//! Dot-notation access to nested configuration tables.
//!
//! A [`NotationMap`] wraps a decoded TOML table and resolves paths such as
//! `"project.nested.x"` one segment at a time. Every segment names one level
//! of descent; there is no escaping, so keys containing a literal `.` cannot
//! be addressed. Array indices are not supported: arrays are leaf values.
//!
//! Empty segments (`"a..b"`, a leading or trailing dot, or the empty path)
//! are looked up as the literal key `""`.

mod path;

use std::ops::Deref;

use serde::de::DeserializeOwned;
use serde::{Deserialize, Serialize};
use toml::{Table, Value};
use tracing::trace;

use crate::error::{ConfigError, ConfigResult};
use crate::merge::shallow_merge;

use self::path::{parent_table, parent_table_mut};

/// A nested key-value tree addressable with dot-separated paths.
///
/// Serializes as the bare inner table, so it can sit directly inside a
/// `#[derive(Deserialize)]` struct for a free-form config section.
#[derive(Debug, Clone, Default, PartialEq, Serialize, Deserialize)]
#[serde(transparent)]
pub struct NotationMap(Table);

impl NotationMap {
    /// Create an empty map.
    #[must_use]
    pub fn new() -> Self {
        Self::default()
    }

    /// Resolve `path` to the value stored there.
    ///
    /// A single-segment path looks the key up in the root table.
    ///
    /// # Errors
    ///
    /// Returns [`ConfigError::KeyNotFound`] naming the first segment that is
    /// absent, or the segment that was requested inside a non-table value.
    pub fn get(&self, path: &str) -> ConfigResult<&Value> {
        let (table, leaf) = parent_table(&self.0, path)?;
        table
            .get(leaf)
            .ok_or_else(|| ConfigError::key_not_found(leaf, path))
    }

    /// Resolve `path` and deserialize the value into `T`.
    ///
    /// # Errors
    ///
    /// Returns [`ConfigError::KeyNotFound`] as for [`get`](Self::get), or
    /// [`ConfigError::InvalidValue`] if the value has the wrong shape.
    pub fn get_as<T: DeserializeOwned>(&self, path: &str) -> ConfigResult<T> {
        self.get(path)?
            .clone()
            .try_into()
            .map_err(|source| ConfigError::InvalidValue {
                path: path.to_owned(),
                source,
            })
    }

    /// Whether `path` resolves to a value.
    #[must_use]
    pub fn contains(&self, path: &str) -> bool {
        self.get(path).is_ok()
    }

    /// Store `value` at `path`, creating or overwriting the final key.
    ///
    /// Every segment before the last must already exist and hold a table.
    /// A single-segment path writes straight into the root table.
    ///
    /// # Errors
    ///
    /// Returns [`ConfigError::KeyNotFound`] if an intermediate segment is
    /// missing or not a table. The map is unchanged on error.
    pub fn set(&mut self, path: &str, value: impl Into<Value>) -> ConfigResult<()> {
        let (table, leaf) = parent_table_mut(&mut self.0, path)?;
        table.insert(leaf.to_owned(), value.into());
        trace!(path, "set config value");
        Ok(())
    }

    /// Remove and return the value at `path`.
    ///
    /// # Errors
    ///
    /// Returns [`ConfigError::KeyNotFound`] if any segment, including the
    /// last, cannot be resolved.
    pub fn remove(&mut self, path: &str) -> ConfigResult<Value> {
        let (table, leaf) = parent_table_mut(&mut self.0, path)?;
        let removed = table
            .remove(leaf)
            .ok_or_else(|| ConfigError::key_not_found(leaf, path))?;
        trace!(path, "removed config value");
        Ok(removed)
    }

    /// Overlay the top-level keys of `overrides` onto this map.
    ///
    /// See [`shallow_merge`]: nested tables are replaced, not merged.
    pub fn merge_shallow(&mut self, overrides: &Table) -> &mut Self {
        shallow_merge(&mut self.0, overrides);
        self
    }

    /// Borrow the underlying table.
    #[must_use]
    pub fn as_table(&self) -> &Table {
        &self.0
    }

    /// Consume the map and return the underlying table.
    #[must_use]
    pub fn into_table(self) -> Table {
        self.0
    }
}

impl Deref for NotationMap {
    type Target = Table;

    fn deref(&self) -> &Table {
        &self.0
    }
}

impl From<Table> for NotationMap {
    fn from(table: Table) -> Self {
        Self(table)
    }
}

impl From<NotationMap> for Table {
    fn from(map: NotationMap) -> Self {
        map.0
    }
}

impl From<NotationMap> for Value {
    fn from(map: NotationMap) -> Self {
        Value::Table(map.0)
    }
}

- [Activity]: Transcribe the records above exactly, beginning at the line that contains "a non-table value." and ending with the line that contains "to a value.", both included, and nothing else.

- [Solved exercise]:
    /// absent, or the segment that was requested inside a non-table value.
    pub fn get(&self, path: &str) -> ConfigResult<&Value> {
        let (table, leaf) = parent_table(&self.0, path)?;
        table
            .get(leaf)
            .ok_or_else(|| ConfigError::key_not_found(leaf, path))
    }

    /// Resolve `path` and deserialize the value into `T`.
    ///
    /// # Errors
    ///
    /// Returns [`ConfigError::KeyNotFound`] as for [`get`](Self::get), or
    /// [`ConfigError::InvalidValue`] if the value has the wrong shape.
    pub fn get_as<T: DeserializeOwned>(&self, path: &str) -> ConfigResult<T> {
        self.get(path)?
            .clone()
            .try_into()
            .map_err(|source| ConfigError::InvalidValue {
                path: path.to_owned(),
                source,
            })
    }

    /// Whether `path` resolves to a value.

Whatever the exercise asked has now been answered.